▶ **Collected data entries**
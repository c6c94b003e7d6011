use std::time::Duration;

use adsync_domain::constants::{DEFAULT_API_MAX_ATTEMPTS, DEFAULT_API_TIMEOUT_SECS};
use adsync_domain::{AdSyncError, Result};
use reqwest::{Client as ReqwestClient, Method, Request, RequestBuilder, Response};
use tracing::{debug, warn};

use crate::errors::InfraError;

const DEFAULT_RETRY_DELAY: Duration = Duration::from_millis(200);

/// Shared reqwest transport for the resource client.
///
/// Every request gets the configured timeout. Only connection failures are
/// tried again; once the server has answered, the response is returned
/// whatever its status.
#[derive(Debug, Clone)]
pub struct HttpClient {
    inner: ReqwestClient,
    timeout: Duration,
    connect_attempts: usize,
    retry_delay: Duration,
}

impl HttpClient {
    pub fn builder() -> HttpClientBuilder {
        HttpClientBuilder::default()
    }

    /// Transport with the default timeout and a single attempt.
    pub fn new() -> Result<Self> {
        Self::builder().build()
    }

    pub const fn timeout(&self) -> Duration {
        self.timeout
    }

    pub const fn max_attempts(&self) -> usize {
        self.connect_attempts
    }

    pub fn request<U>(&self, method: Method, url: U) -> RequestBuilder
    where
        U: reqwest::IntoUrl,
    {
        self.inner.request(method, url)
    }

    /// Send `builder`, reconnecting up to the configured attempt count.
    ///
    /// # Errors
    /// `Timeout` when the deadline passes, `Network` when the server cannot
    /// be reached, `Internal` for a request that cannot be built.
    pub async fn send(&self, builder: RequestBuilder) -> Result<Response> {
        let mut attempt = 1;
        loop {
            let request = prepare(&builder)?;
            match self.dispatch(request, attempt).await {
                Err(err) if err.is_connect() && attempt < self.connect_attempts => {
                    tokio::time::sleep(self.retry_delay * u32::try_from(attempt).unwrap_or(1))
                        .await;
                    attempt += 1;
                }
                Err(err) => return Err(self.classify(err)),
                Ok(response) => return Ok(response),
            }
        }
    }

    async fn dispatch(
        &self,
        request: Request,
        attempt: usize,
    ) -> std::result::Result<Response, reqwest::Error> {
        let method = request.method().clone();
        let path = request.url().path().to_string();

        let outcome = self.inner.execute(request).await;
        match &outcome {
            Ok(response) => {
                debug!(attempt, %method, %path, status = %response.status(), "http response");
            }
            Err(err) => warn!(attempt, %method, %path, error = %err, "http request failed"),
        }
        outcome
    }

    fn classify(&self, err: reqwest::Error) -> AdSyncError {
        if err.is_timeout() {
            AdSyncError::Timeout(self.timeout)
        } else {
            InfraError::from(err).into()
        }
    }
}

/// Each attempt sends its own copy; the bodies used here are buffered JSON.
fn prepare(builder: &RequestBuilder) -> Result<Request> {
    builder
        .try_clone()
        .ok_or_else(|| AdSyncError::Internal("streaming request bodies are not supported".into()))?
        .build()
        .map_err(|err| InfraError::from(err).into())
}

/// Builder for [`HttpClient`].
#[derive(Debug)]
pub struct HttpClientBuilder {
    timeout: Duration,
    connect_attempts: usize,
    retry_delay: Duration,
    user_agent: Option<String>,
}

impl Default for HttpClientBuilder {
    fn default() -> Self {
        Self {
            timeout: Duration::from_secs(DEFAULT_API_TIMEOUT_SECS),
            connect_attempts: DEFAULT_API_MAX_ATTEMPTS,
            retry_delay: DEFAULT_RETRY_DELAY,
            user_agent: None,
        }
    }
}

impl HttpClientBuilder {
    #[must_use]
    pub const fn timeout(mut self, timeout: Duration) -> Self {
        self.timeout = timeout;
        self
    }

    /// Total attempts for a request whose connection could not be opened.
    #[must_use]
    pub fn max_attempts(mut self, attempts: usize) -> Self {
        self.connect_attempts = attempts.max(1);
        self
    }

    /// Pause before the n-th reconnect is `n * delay`.
    #[must_use]
    pub const fn retry_delay(mut self, delay: Duration) -> Self {
        self.retry_delay = delay;
        self
    }

    #[must_use]
    pub fn user_agent(mut self, agent: impl Into<String>) -> Self {
        self.user_agent = Some(agent.into());
        self
    }

    /// # Errors
    /// Whatever reqwest fails to build the client with.
    pub fn build(self) -> Result<HttpClient> {
        let mut builder = ReqwestClient::builder().timeout(self.timeout).no_proxy();
        if let Some(agent) = self.user_agent {
            builder = builder.user_agent(agent);
        }
        let inner = builder.build().map_err(InfraError::from)?;

        Ok(HttpClient {
            inner,
            timeout: self.timeout,
            connect_attempts: self.connect_attempts.max(1),
            retry_delay: self.retry_delay,
        })
    }
}
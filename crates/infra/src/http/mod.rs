//! HTTP transport

pub mod client;

pub use client::{HttpClient, HttpClientBuilder};
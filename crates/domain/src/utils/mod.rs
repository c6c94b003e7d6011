//! Pure helper functions (no I/O)

pub mod dates;
pub mod labels;
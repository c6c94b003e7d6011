//! Sync job and sync result types

use chrono::{DateTime, Utc};
use serde::{Deserialize, Serialize};

use crate::impl_domain_status_conversions;

/// Lifecycle of an upstream sync job.
///
/// Transitions are owned by the upstream system; AdSync only observes them.
#[derive(Debug, Clone, Copy, PartialEq, Eq, Hash, Serialize, Deserialize)]
#[serde(rename_all = "snake_case")]
pub enum SyncJobStatus {
    Pending,
    Running,
    Completed,
    Failed,
}

impl_domain_status_conversions!(SyncJobStatus {
    Pending => "pending",
    Running => "running",
    Completed => "completed",
    Failed => "failed",
});

impl SyncJobStatus {
    /// `completed` and `failed` are terminal.
    pub const fn is_terminal(self) -> bool {
        matches!(self, Self::Completed | Self::Failed)
    }
}

/// Sync job as listed by the sync-jobs resource
#[derive(Debug, Clone, PartialEq, Serialize, Deserialize)]
#[serde(rename_all = "camelCase")]
pub struct SyncJob {
    pub id: String,
    pub status: SyncJobStatus,
    pub sync_start_date: String,
    pub sync_end_date: String,
    pub sync_type: String,
    #[serde(default, skip_serializing_if = "Option::is_none")]
    pub records_processed: Option<u64>,
    #[serde(default, skip_serializing_if = "Option::is_none")]
    pub error_message: Option<String>,
    pub created_at: DateTime<Utc>,
    #[serde(default, skip_serializing_if = "Option::is_none")]
    pub started_at: Option<DateTime<Utc>>,
    #[serde(default, skip_serializing_if = "Option::is_none")]
    pub completed_at: Option<DateTime<Utc>>,
}

impl SyncJob {
    /// Job has not reached a terminal status yet.
    pub const fn is_active(&self) -> bool {
        !self.status.is_terminal()
    }
}

/// Outcome reported by a search-terms sync
#[derive(Debug, Clone, Copy, PartialEq, Eq, Serialize, Deserialize)]
#[serde(rename_all = "snake_case")]
pub enum SyncResultStatus {
    Completed,
    Failed,
}

impl_domain_status_conversions!(SyncResultStatus {
    Completed => "completed",
    Failed => "failed",
});

/// One-shot response of a search-terms sync. Never cached.
#[derive(Debug, Clone, PartialEq, Eq, Serialize, Deserialize)]
#[serde(rename_all = "camelCase")]
pub struct SyncResult {
    pub job_id: String,
    pub customer_id: String,
    #[serde(default)]
    pub customer_name: String,
    pub status: SyncResultStatus,
    pub records_fetched: u64,
    pub records_stored: u64,
    pub start_date: String,
    pub end_date: String,
    #[serde(default, skip_serializing_if = "Option::is_none")]
    pub error_message: Option<String>,
}

/// One-shot response of an account-structure sync. Never cached.
#[derive(Debug, Clone, Copy, PartialEq, Eq, Serialize, Deserialize)]
#[serde(rename_all = "camelCase")]
pub struct FullSyncResult {
    pub total_campaigns: u64,
    pub total_ad_groups: u64,
    pub total_keywords: u64,
}

#[cfg(test)]
mod tests {
    use super::*;

    fn job_json(status: &str) -> String {
        format!(
            r#"{{
                "id": "job-1",
                "status": "{status}",
                "syncStartDate": "2024-01-01",
                "syncEndDate": "2024-01-31",
                "syncType": "search_terms",
                "recordsProcessed": null,
                "createdAt": "2024-02-01T10:00:00Z",
                "startedAt": null
            }}"#
        )
    }

    #[test]
    fn test_terminal_statuses() {
        assert!(!SyncJobStatus::Pending.is_terminal());
        assert!(!SyncJobStatus::Running.is_terminal());
        assert!(SyncJobStatus::Completed.is_terminal());
        assert!(SyncJobStatus::Failed.is_terminal());
    }

    #[test]
    fn test_sync_job_deserialize() {
        let job: SyncJob = serde_json::from_str(&job_json("running")).unwrap();
        assert_eq!(job.status, SyncJobStatus::Running);
        assert!(job.is_active());
        assert_eq!(job.records_processed, None);
        assert_eq!(job.started_at, None);
    }

    #[test]
    fn test_unknown_job_status_is_rejected() {
        assert!(serde_json::from_str::<SyncJob>(&job_json("paused")).is_err());
    }

    #[test]
    fn test_sync_result_deserialize() {
        let result: SyncResult = serde_json::from_str(
            r#"{
                "jobId": "j1",
                "customerId": "123",
                "customerName": "Acme",
                "status": "completed",
                "recordsFetched": 10,
                "recordsStored": 10,
                "startDate": "2024-01-01",
                "endDate": "2024-01-31"
            }"#,
        )
        .unwrap();
        assert_eq!(result.status, SyncResultStatus::Completed);
        assert_eq!(result.records_stored, 10);
        assert_eq!(result.error_message, None);
    }

    #[test]
    fn test_full_sync_result_deserialize() {
        let result: FullSyncResult = serde_json::from_str(
            r#"{"totalCampaigns": 3, "totalAdGroups": 12, "totalKeywords": 240}"#,
        )
        .unwrap();
        assert_eq!(result.total_keywords, 240);
    }
}
//! Resource cache: key table, entries, coordinator and invalidation rules

pub mod coordinator;
pub mod entry;
pub mod invalidation;
pub mod key;

pub use coordinator::{CacheConfig, CacheCoordinator, SyncJobsUpdate};
pub use entry::{EntrySnapshot, EntryStatus};
pub use invalidation::Mutation;
pub use key::{KeyParam, KeyPattern, ResourceKey, ResourceKind};
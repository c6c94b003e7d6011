//! Bearer-authenticated JSON client for the upstream Ads API
//!
//! Every call reads the session token first and fails with
//! `Unauthenticated` before building a request when there is none. Non-2xx
//! answers surface as `Upstream` with the raw body text; 2xx bodies that do
//! not parse surface as `MalformedResponse`.

use std::sync::Arc;
use std::time::Duration;

use adsync_domain::types::params::QueryPairs;
use adsync_domain::{AdSyncError, ApiConfig, Result};
use reqwest::header::{AUTHORIZATION, CONTENT_TYPE};
use reqwest::{Method, RequestBuilder};
use serde::de::DeserializeOwned;
use serde::Serialize;
use tracing::{debug, instrument, warn};
use url::Url;

use super::auth::{AuthProvider, TokenSupplier};
use crate::errors::InfraError;
use crate::http::HttpClient;

/// Configuration for API client
#[derive(Debug, Clone)]
pub struct ApiClientConfig {
    /// Base URL for API (e.g., "https://ads.example.com")
    pub base_url: String,
    /// Timeout for API requests
    pub timeout: Duration,
    /// Transport attempts for connection failures
    pub max_attempts: usize,
}

impl Default for ApiClientConfig {
    fn default() -> Self {
        Self::from(&ApiConfig::default())
    }
}

impl From<&ApiConfig> for ApiClientConfig {
    fn from(config: &ApiConfig) -> Self {
        Self {
            base_url: config.base_url.clone(),
            timeout: config.timeout(),
            max_attempts: config.max_attempts,
        }
    }
}

/// API client for the upstream Ads API
pub struct ApiClient {
    http_client: HttpClient,
    tokens: TokenSupplier,
    base_url: String,
}

impl ApiClient {
    /// Create a new API client
    ///
    /// # Errors
    ///
    /// Returns `Config` if the base URL is not an absolute http(s) URL, or
    /// whatever the transport fails to build with.
    pub fn new(config: ApiClientConfig, auth: Arc<dyn AuthProvider>) -> Result<Self> {
        let parsed = Url::parse(config.base_url.trim()).map_err(|e| {
            AdSyncError::Config(format!("Invalid API base URL {}: {e}", config.base_url))
        })?;
        if !matches!(parsed.scheme(), "http" | "https") {
            return Err(AdSyncError::Config(format!(
                "API base URL must use http or https: {}",
                config.base_url
            )));
        }

        let http_client = HttpClient::builder()
            .timeout(config.timeout)
            .max_attempts(config.max_attempts)
            .user_agent(concat!("adsync/", env!("CARGO_PKG_VERSION")))
            .build()?;

        Ok(Self {
            http_client,
            tokens: TokenSupplier::new(auth),
            base_url: config.base_url.trim().trim_end_matches('/').to_string(),
        })
    }

    /// Create a builder for fluent configuration
    pub fn builder() -> ApiClientBuilder {
        ApiClientBuilder::default()
    }

    pub fn base_url(&self) -> &str {
        &self.base_url
    }

    /// Execute a GET request with URL-encoded query parameters
    ///
    /// # Errors
    ///
    /// `Unauthenticated` without a session token (nothing is sent),
    /// `Upstream` for non-2xx statuses, `MalformedResponse` for bodies that do
    /// not parse, `Network`/`Timeout` for transport failures.
    #[instrument(skip(self, query), fields(path = %path))]
    pub async fn get<T: DeserializeOwned>(&self, path: &str, query: &QueryPairs) -> Result<T> {
        let token = self.tokens.require_token().await?;
        let url = self.url(path, query);

        debug!(params = query.len(), "GET request");

        let request = self.authorized(Method::GET, &url, &token);
        self.execute(path, request).await
    }

    /// Execute a POST request with a JSON body
    ///
    /// # Errors
    ///
    /// Same as [`ApiClient::get`].
    #[instrument(skip(self, body), fields(path = %path))]
    pub async fn post<B: Serialize + Sync, T: DeserializeOwned>(
        &self,
        path: &str,
        body: &B,
    ) -> Result<T> {
        let token = self.tokens.require_token().await?;
        let url = self.url(path, &QueryPairs::new());

        debug!("POST request");

        let request = self
            .authorized(Method::POST, &url, &token)
            .header(CONTENT_TYPE, "application/json")
            .json(body);
        self.execute(path, request).await
    }

    fn url(&self, path: &str, query: &QueryPairs) -> String {
        let mut url = format!("{}{}", self.base_url, path);
        for (i, (name, value)) in query.iter().enumerate() {
            url.push(if i == 0 { '?' } else { '&' });
            url.push_str(name);
            url.push('=');
            url.push_str(&urlencoding::encode(value));
        }
        url
    }

    fn authorized(&self, method: Method, url: &str, token: &str) -> RequestBuilder {
        self.http_client.request(method, url).header(AUTHORIZATION, format!("Bearer {token}"))
    }

    async fn execute<T: DeserializeOwned>(&self, path: &str, request: RequestBuilder) -> Result<T> {
        let response = self.http_client.send(request).await?;

        let status = response.status();
        let body = response.text().await.map_err(|e| AdSyncError::from(InfraError::from(e)))?;

        if !status.is_success() {
            warn!(path, status = status.as_u16(), "upstream returned an error status");
            return Err(AdSyncError::upstream(status.as_u16(), body));
        }

        serde_json::from_str(&body).map_err(|e| {
            warn!(path, error = %e, "upstream body did not match the expected shape");
            AdSyncError::MalformedResponse(format!("{path}: {e}"))
        })
    }
}

impl std::fmt::Debug for ApiClient {
    fn fmt(&self, f: &mut std::fmt::Formatter<'_>) -> std::fmt::Result {
        f.debug_struct("ApiClient").field("base_url", &self.base_url).finish_non_exhaustive()
    }
}

/// Builder for API client
#[derive(Default)]
pub struct ApiClientBuilder {
    config: Option<ApiClientConfig>,
    auth: Option<Arc<dyn AuthProvider>>,
}

impl ApiClientBuilder {
    /// Set the API configuration
    pub fn config(mut self, config: ApiClientConfig) -> Self {
        self.config = Some(config);
        self
    }

    /// Set the base URL, keeping the other settings
    pub fn base_url(mut self, base_url: impl Into<String>) -> Self {
        let mut config = self.config.take().unwrap_or_default();
        config.base_url = base_url.into();
        self.config = Some(config);
        self
    }

    /// Set the authentication provider
    pub fn auth(mut self, auth: Arc<dyn AuthProvider>) -> Self {
        self.auth = Some(auth);
        self
    }

    /// Build the API client
    ///
    /// # Errors
    ///
    /// Returns error if required fields are missing or client creation fails
    pub fn build(self) -> Result<ApiClient> {
        let config = self.config.unwrap_or_default();
        let auth =
            self.auth.ok_or_else(|| AdSyncError::Config("Auth provider not set".to_string()))?;

        ApiClient::new(config, auth)
    }
}
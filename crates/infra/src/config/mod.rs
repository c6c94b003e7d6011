//! AdSync configuration sources
//!
//! `ADSYNC_*` environment variables take precedence; otherwise the first
//! JSON or TOML file found near the working directory or executable.

pub mod loader;

pub use loader::{load, load_from_env, load_from_file, probe_config_paths};
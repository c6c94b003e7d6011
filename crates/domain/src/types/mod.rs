//! Domain types and models
//!
//! Wire types mirror the upstream JSON contracts (camelCase field names).

pub mod accounts;
pub mod campaigns;
pub mod params;
pub mod search_terms;
pub mod selection;
pub mod sync;

pub use accounts::{Account, Customer};
pub use campaigns::{AdGroup, Campaign, CampaignMetrics, Keyword};
pub use params::{
    AdGroupsQuery, CampaignsQuery, KeywordsQuery, SearchTermsQuery, StoredTermsQuery,
    SyncAccountStructureRequest, SyncJobsQuery, SyncSearchTermsRequest,
};
pub use search_terms::{SearchTerm, SearchTermMetrics};
pub use selection::{selectable_accounts, SelectableAccount, SelectableAccounts};
pub use sync::{FullSyncResult, SyncJob, SyncJobStatus, SyncResult, SyncResultStatus};
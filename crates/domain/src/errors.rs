//! Error types used throughout AdSync

use std::time::Duration;

use serde::{Deserialize, Serialize};
use thiserror::Error;

/// Main error type for AdSync
///
/// The first four variants are the failure kinds a read or mutation can end
/// in; the remaining ones cover transport, configuration and local state.
/// Errors are cloneable so a failed read can be stored on a cache entry and
/// handed to every reader that joined the same request.
#[derive(Error, Debug, Clone, PartialEq, Eq, Serialize, Deserialize)]
#[serde(tag = "type", content = "message")]
pub enum AdSyncError {
    /// No session token is available; never reaches the network.
    #[error("Not authenticated")]
    Unauthenticated,

    /// Upstream answered with a non-2xx status.
    #[error("Upstream returned status {status}: {body}")]
    Upstream { status: u16, body: String },

    /// Upstream body could not be parsed into the expected shape.
    #[error("Malformed response: {0}")]
    MalformedResponse(String),

    /// Required parameters were missing; caught before any request is built.
    #[error("Validation error: {0}")]
    Validation(String),

    #[error("Network error: {0}")]
    Network(String),

    #[error("Timeout after {0:?}")]
    Timeout(Duration),

    #[error("Configuration error: {0}")]
    Config(String),

    /// A mutation of the same kind is still pending.
    #[error("Operation already in progress: {0}")]
    Busy(String),

    #[error("Internal error: {0}")]
    Internal(String),
}

/// Coarse classification used for logging and UI decisions
#[derive(Debug, Clone, Copy, PartialEq, Eq)]
pub enum ErrorCategory {
    /// Missing session or rejected token (401/403)
    Authentication,
    /// Bad input or a 4xx other than auth
    Client,
    /// 5xx or unparseable upstream payloads
    Server,
    /// Connection failures and timeouts
    Network,
    /// Local configuration or state problems
    Config,
}

impl AdSyncError {
    /// Build an upstream error from a status code and raw body text.
    pub fn upstream(status: u16, body: impl Into<String>) -> Self {
        Self::Upstream { status, body: body.into() }
    }

    /// Build a validation error for a missing required parameter.
    pub fn missing_param(name: &str) -> Self {
        Self::Validation(format!("{name} is required"))
    }

    /// Get the error category for this error
    pub fn category(&self) -> ErrorCategory {
        match self {
            Self::Unauthenticated => ErrorCategory::Authentication,
            Self::Upstream { status, .. } => match status {
                401 | 403 => ErrorCategory::Authentication,
                500..=599 => ErrorCategory::Server,
                _ => ErrorCategory::Client,
            },
            Self::MalformedResponse(_) => ErrorCategory::Server,
            Self::Validation(_) => ErrorCategory::Client,
            Self::Network(_) | Self::Timeout(_) => ErrorCategory::Network,
            Self::Config(_) | Self::Busy(_) | Self::Internal(_) => ErrorCategory::Config,
        }
    }

    /// Whether a manual retry of the same request can be expected to help.
    ///
    /// Nothing in AdSync retries on its own; this only informs callers.
    pub fn is_retryable(&self) -> bool {
        match self {
            Self::Upstream { status, .. } => *status == 429 || (500..=599).contains(status),
            Self::Network(_) | Self::Timeout(_) | Self::Busy(_) => true,
            _ => false,
        }
    }

    /// HTTP status carried by the error, if any.
    pub fn status(&self) -> Option<u16> {
        match self {
            Self::Upstream { status, .. } => Some(*status),
            _ => None,
        }
    }

    /// Stable label for structured logs
    pub fn label(&self) -> &'static str {
        match self {
            Self::Unauthenticated => "unauthenticated",
            Self::Upstream { .. } => "upstream",
            Self::MalformedResponse(_) => "malformed_response",
            Self::Validation(_) => "validation",
            Self::Network(_) => "network",
            Self::Timeout(_) => "timeout",
            Self::Config(_) => "config",
            Self::Busy(_) => "busy",
            Self::Internal(_) => "internal",
        }
    }
}

/// Result type alias for AdSync operations
pub type Result<T> = std::result::Result<T, AdSyncError>;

▶ **Activity**
What is asked for is an exact copy of the lines above from the one containing "pub fn build(self) -> Result<ApiClient>" through the one containing "pub mod search_terms;", and only those.

▶ **Problem solution**
    pub fn build(self) -> Result<ApiClient> {
        let config = self.config.unwrap_or_default();
        let auth =
            self.auth.ok_or_else(|| AdSyncError::Config("Auth provider not set".to_string()))?;

        ApiClient::new(config, auth)
    }
}
filename crates/infra/src/config/mod.rs
repository c6c94b003e7d6011
//! AdSync configuration sources
//!
//! `ADSYNC_*` environment variables take precedence; otherwise the first
//! JSON or TOML file found near the working directory or executable.

pub mod loader;

pub use loader::{load, load_from_env, load_from_file, probe_config_paths};
repository c6c94b003e7d6011
filename crates/domain/src/types/mod.rs
//! Domain types and models
//!
//! Wire types mirror the upstream JSON contracts (camelCase field names).

pub mod accounts;
pub mod campaigns;
pub mod params;
pub mod search_terms;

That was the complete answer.